#### [Task to complete]
Copy each line from the data that has the word "NewLog" in it.

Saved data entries
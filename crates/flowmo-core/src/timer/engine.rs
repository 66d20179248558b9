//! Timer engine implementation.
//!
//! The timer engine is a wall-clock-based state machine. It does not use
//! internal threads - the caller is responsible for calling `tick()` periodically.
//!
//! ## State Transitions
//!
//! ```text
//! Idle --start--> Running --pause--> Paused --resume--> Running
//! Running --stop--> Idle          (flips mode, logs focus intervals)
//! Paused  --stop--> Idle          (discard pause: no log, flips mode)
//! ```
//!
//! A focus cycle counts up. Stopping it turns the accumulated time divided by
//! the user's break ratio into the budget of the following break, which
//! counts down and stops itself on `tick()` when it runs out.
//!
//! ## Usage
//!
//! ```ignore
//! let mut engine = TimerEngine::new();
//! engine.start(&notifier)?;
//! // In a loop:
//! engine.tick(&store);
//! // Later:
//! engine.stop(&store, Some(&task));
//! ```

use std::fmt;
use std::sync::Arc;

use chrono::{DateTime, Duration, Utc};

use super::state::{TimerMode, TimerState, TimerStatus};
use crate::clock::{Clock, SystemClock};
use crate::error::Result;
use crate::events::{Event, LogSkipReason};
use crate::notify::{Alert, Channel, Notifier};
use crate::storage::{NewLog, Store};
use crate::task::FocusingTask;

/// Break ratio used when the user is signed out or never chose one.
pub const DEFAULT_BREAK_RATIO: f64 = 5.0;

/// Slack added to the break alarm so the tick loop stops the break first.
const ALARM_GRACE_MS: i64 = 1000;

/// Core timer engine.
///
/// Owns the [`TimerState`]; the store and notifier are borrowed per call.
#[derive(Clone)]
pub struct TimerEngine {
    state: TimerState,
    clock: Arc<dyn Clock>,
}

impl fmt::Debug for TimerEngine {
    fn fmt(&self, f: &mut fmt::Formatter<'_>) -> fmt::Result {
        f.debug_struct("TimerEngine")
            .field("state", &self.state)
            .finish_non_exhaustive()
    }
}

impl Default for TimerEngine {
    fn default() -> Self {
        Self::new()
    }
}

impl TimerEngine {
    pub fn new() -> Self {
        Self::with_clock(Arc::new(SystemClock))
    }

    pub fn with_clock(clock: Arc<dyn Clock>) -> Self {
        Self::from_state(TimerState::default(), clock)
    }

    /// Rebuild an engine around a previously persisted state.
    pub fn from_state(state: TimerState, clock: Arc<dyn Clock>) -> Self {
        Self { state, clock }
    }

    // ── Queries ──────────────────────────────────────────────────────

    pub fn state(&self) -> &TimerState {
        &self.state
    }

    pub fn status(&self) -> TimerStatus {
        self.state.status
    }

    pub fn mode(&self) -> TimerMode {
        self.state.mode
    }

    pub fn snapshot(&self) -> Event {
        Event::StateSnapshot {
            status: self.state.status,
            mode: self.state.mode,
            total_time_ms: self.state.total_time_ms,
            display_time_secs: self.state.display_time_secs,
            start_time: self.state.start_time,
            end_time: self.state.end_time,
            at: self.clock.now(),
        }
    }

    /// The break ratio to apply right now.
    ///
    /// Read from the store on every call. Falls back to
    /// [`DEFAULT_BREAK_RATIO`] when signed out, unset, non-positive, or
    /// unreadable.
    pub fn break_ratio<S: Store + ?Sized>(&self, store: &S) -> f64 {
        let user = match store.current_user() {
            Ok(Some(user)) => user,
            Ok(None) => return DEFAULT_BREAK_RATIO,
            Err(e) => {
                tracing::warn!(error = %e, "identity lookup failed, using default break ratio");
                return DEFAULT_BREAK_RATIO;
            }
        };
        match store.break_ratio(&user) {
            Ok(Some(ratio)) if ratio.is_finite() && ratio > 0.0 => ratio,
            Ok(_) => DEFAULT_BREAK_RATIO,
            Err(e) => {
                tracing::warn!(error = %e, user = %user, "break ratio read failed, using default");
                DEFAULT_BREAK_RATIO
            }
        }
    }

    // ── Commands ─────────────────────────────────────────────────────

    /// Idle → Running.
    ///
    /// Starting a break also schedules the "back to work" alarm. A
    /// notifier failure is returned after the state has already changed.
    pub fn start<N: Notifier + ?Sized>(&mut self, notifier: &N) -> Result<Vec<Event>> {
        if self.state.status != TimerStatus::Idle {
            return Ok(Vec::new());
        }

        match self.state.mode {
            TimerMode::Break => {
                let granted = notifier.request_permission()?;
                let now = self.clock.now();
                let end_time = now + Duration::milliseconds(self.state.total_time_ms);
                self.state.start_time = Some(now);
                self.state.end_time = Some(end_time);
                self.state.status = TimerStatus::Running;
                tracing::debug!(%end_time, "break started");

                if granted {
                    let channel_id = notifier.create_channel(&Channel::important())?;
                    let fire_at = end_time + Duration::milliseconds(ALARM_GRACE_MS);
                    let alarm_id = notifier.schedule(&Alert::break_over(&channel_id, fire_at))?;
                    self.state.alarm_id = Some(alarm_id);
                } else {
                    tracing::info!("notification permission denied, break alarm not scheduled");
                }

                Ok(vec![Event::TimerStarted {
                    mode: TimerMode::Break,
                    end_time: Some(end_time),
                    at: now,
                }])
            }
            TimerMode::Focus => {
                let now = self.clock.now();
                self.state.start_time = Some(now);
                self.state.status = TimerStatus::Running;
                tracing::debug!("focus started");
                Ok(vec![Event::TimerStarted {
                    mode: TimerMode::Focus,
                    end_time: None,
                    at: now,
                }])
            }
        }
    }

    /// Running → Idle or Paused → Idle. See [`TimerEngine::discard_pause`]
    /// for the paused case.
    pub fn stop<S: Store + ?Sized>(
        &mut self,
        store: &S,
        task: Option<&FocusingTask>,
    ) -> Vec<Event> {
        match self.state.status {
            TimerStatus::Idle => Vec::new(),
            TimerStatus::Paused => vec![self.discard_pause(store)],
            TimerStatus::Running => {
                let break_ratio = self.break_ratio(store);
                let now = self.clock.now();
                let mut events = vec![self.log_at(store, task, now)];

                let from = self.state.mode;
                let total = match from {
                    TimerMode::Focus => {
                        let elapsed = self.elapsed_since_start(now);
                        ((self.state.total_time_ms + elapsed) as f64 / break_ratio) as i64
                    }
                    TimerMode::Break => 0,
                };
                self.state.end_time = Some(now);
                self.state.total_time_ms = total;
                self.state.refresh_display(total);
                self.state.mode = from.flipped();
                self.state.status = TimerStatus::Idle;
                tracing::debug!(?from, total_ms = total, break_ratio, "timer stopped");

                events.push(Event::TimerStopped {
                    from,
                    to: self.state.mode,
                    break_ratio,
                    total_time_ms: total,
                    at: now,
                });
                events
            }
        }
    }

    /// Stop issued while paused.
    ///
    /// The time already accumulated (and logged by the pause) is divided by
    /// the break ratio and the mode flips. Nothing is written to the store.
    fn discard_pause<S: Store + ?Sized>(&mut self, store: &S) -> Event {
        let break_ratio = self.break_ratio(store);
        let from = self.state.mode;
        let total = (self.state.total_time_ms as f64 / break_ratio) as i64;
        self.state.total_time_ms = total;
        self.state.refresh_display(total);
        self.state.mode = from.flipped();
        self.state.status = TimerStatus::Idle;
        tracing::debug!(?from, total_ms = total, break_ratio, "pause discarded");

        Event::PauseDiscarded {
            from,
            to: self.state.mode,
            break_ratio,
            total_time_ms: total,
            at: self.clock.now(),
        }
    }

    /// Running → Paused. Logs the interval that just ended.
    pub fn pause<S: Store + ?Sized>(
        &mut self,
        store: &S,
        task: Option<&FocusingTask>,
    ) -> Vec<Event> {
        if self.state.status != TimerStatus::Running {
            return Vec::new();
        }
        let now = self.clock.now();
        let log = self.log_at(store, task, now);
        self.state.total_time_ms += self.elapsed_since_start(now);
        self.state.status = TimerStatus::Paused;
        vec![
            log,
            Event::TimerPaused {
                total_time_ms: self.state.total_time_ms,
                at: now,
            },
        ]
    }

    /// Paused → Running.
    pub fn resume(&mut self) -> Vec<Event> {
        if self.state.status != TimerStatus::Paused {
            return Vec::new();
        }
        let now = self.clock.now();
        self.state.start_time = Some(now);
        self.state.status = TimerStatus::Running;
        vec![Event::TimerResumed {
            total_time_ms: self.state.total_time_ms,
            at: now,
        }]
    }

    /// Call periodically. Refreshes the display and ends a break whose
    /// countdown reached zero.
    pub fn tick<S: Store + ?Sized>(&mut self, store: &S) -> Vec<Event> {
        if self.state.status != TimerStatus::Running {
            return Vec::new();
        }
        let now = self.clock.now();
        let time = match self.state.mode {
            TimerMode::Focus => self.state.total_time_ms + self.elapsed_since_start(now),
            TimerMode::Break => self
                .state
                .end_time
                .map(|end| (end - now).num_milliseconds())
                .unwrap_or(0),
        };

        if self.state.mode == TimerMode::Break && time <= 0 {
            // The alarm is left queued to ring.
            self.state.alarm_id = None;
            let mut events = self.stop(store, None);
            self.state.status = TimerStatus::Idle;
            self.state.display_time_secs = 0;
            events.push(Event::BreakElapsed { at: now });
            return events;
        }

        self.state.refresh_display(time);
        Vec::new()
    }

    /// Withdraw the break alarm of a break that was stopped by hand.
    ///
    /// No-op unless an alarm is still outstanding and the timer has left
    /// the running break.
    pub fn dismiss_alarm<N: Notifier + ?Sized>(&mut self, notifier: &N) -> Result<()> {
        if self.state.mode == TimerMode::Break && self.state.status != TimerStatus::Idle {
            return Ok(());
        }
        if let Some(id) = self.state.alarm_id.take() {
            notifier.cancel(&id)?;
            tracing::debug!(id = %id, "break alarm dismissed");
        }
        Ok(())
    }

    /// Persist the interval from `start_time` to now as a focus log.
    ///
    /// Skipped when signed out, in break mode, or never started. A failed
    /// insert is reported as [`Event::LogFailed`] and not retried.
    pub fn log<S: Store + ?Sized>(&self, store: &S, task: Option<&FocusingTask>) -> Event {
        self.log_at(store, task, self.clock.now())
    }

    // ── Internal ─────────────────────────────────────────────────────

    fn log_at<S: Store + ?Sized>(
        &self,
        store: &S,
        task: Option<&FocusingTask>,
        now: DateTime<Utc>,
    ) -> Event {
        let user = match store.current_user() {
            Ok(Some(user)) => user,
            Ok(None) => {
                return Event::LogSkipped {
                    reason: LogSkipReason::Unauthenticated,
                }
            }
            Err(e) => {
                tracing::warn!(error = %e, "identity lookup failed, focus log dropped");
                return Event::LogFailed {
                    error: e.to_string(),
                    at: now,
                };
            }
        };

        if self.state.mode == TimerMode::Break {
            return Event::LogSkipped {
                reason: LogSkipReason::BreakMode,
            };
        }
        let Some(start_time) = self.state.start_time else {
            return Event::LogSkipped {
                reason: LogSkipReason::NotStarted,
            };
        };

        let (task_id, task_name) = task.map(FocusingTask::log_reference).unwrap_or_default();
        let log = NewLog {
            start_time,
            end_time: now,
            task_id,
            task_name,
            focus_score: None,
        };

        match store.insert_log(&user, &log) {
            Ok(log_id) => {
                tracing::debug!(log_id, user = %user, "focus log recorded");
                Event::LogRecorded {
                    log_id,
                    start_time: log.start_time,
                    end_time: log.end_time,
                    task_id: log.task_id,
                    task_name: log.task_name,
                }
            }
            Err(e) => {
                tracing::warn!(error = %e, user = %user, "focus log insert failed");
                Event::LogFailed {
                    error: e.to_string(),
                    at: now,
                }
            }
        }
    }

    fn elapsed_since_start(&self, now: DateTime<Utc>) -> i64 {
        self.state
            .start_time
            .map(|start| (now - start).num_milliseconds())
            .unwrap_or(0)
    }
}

#### [Output below]
use crate::storage::{NewLog, Store};
        let log = NewLog {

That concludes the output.